November 10, 2010
State Workers' Compensation: Social Networking Sites as Evidence to Resolve Civil Disputes
Gregory M. Duhl (William Mitchell College of Law) and Jaclyn S. Millner (Fitch, Johnson, Larson & Held, P.A.) have uploaded Social Networking and Workers’ Compensation Law at the Crossroads to SSRN. The authors examine how social networki sites, meaning postings to them, have influenced workers’ compensation law, focusing on the intersection of professional responsibility, discovery, privacy, and evidence with social networking in state workers’ compensation systems. From the abstract:
Workers’ compensation laws are no-fault insurance systems designed to resolve disputes efficiently. Consequently, the rules of evidence are often more relaxed and the rules of discovery often more restricted than in state and federal court litigation. The flexible and self-contained structure of workers’ compensation systems provides an ideal backdrop against which to examine how information from social networking sites can be used as evidence to resolve civil disputes.
A state’s workers’ compensation system should use the rules that have traditionally applied to non-electronic information as a starting point to address issues arising from lawyers gathering and introducing into evidence information stored on social networking sites.
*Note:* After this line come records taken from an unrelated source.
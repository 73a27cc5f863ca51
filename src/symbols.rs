use std::fmt;

/// A single-letter variable in an expression.
///
/// Variables are case sensitive and ordered by character code, so `A < Z < a < z`.
#[derive(Debug, Clone, Copy, PartialEq, Eq, PartialOrd, Ord, Hash)]
pub struct Variable(pub char);

impl Variable {
    pub const fn name(self) -> char {
        self.0
    }

    pub fn is_variable(c: char) -> bool {
        c.is_alphabetic()
    }
}

impl fmt::Display for Variable {
    fn fmt(&self, f: &mut fmt::Formatter<'_>) -> fmt::Result {
        fmt::Display::fmt(&self.0, f)
    }
}

impl From<Variable> for char {
    fn from(v: Variable) -> Self {
        v.0
    }
}

#[derive(Debug, Clone, Copy, PartialEq, Eq, Hash)]
pub enum Operator {
    Not,
    And,
    Xor,
    Or,
}

impl Operator {
    const fn variants<'a>() -> &'a [Self] {
        &[Self::Not, Self::And, Self::Xor, Self::Or]
    }

    pub fn from_symbol(c: char) -> Option<Self> {
        Self::variants().iter().find(|op| op.symbol() == c).copied()
    }

    pub const fn symbol(self) -> char {
        match self {
            Self::Not => '!',
            Self::And => '&',
            Self::Xor => '^',
            Self::Or => '|',
        }
    }

    /// Binding strength used by the infix-to-postfix conversion.
    /// An open parenthesis on the operator stack counts as 0.
    pub const fn precedence(self) -> u8 {
        match self {
            Self::Not => 4,
            Self::And => 3,
            Self::Xor => 2,
            Self::Or => 1,
        }
    }

    pub const fn is_unary(self) -> bool {
        matches!(self, Self::Not)
    }
}

impl fmt::Display for Operator {
    fn fmt(&self, f: &mut fmt::Formatter<'_>) -> fmt::Result {
        fmt::Display::fmt(&self.symbol(), f)
    }
}

pub const fn bit_char(b: bool) -> char {
    if b {
        '1'
    } else {
        '0'
    }
}
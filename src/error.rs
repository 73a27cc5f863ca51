//! Errors raised while building a truth table.
//!
//! Every variant aborts the whole table: no row is produced for an expression
//! that fails anywhere.

use crate::symbols::Operator;
use std::fmt;

pub type Result<T> = std::result::Result<T, Error>;

#[derive(Debug, Clone, PartialEq, Eq, thiserror::Error)]
pub enum Error {
    /// A character that is not a variable, a bit, an operator or a parenthesis.
    /// `position` is the character index in the expression.
    #[error("invalid character {character:?} at position {position}")]
    InvalidCharacter { character: char, position: usize },

    /// A `)` without a matching `(`, or a `(` that is never closed.
    #[error("unbalanced parenthesis at position {position}")]
    UnbalancedParenthesis { position: usize },

    #[error("malformed postfix expression: {reason}")]
    MalformedPostfix { reason: MalformedReason },

    #[error("empty expression")]
    EmptyExpression,
}

#[derive(Debug, Clone, PartialEq, Eq)]
pub enum MalformedReason {
    /// The operator found fewer operands on the stack than it needs.
    MissingOperand(Operator),
    /// Evaluation finished without any value.
    NoResult,
    /// Evaluation finished with more than one value left.
    ResidualValues(usize),
    /// A postfix character that is neither a bit nor an operator.
    UnknownToken(char),
}

impl fmt::Display for MalformedReason {
    fn fmt(&self, f: &mut fmt::Formatter<'_>) -> fmt::Result {
        match self {
            Self::MissingOperand(op) => write!(f, "missing operand for '{op}'"),
            Self::NoResult => write!(f, "no value left on the stack"),
            Self::ResidualValues(n) => write!(f, "{n} values left on the stack"),
            Self::UnknownToken(c) => write!(f, "unknown token {c:?}"),
        }
    }
}

impl Error {
    pub(crate) const fn malformed(reason: MalformedReason) -> Self {
        Self::MalformedPostfix { reason }
    }
}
At the same time, because of the efficiency of workers’ compensation law and the large discretion vested in its judges, workers’ compensation systems have the potential to be laboratories for new technologies and how they can be used in the resolution of disputes, both inside and outside of workers’ compensation.
Hat tip to Mitchell Rubinstein's Adjunct Law Prof Blog post. [JH]
Hello there. I really appreciate your work; I do hope that you can also discuss some blogs about injury compensation. This would help me a lot to better understanding the topic. Thanks and keep you work coming.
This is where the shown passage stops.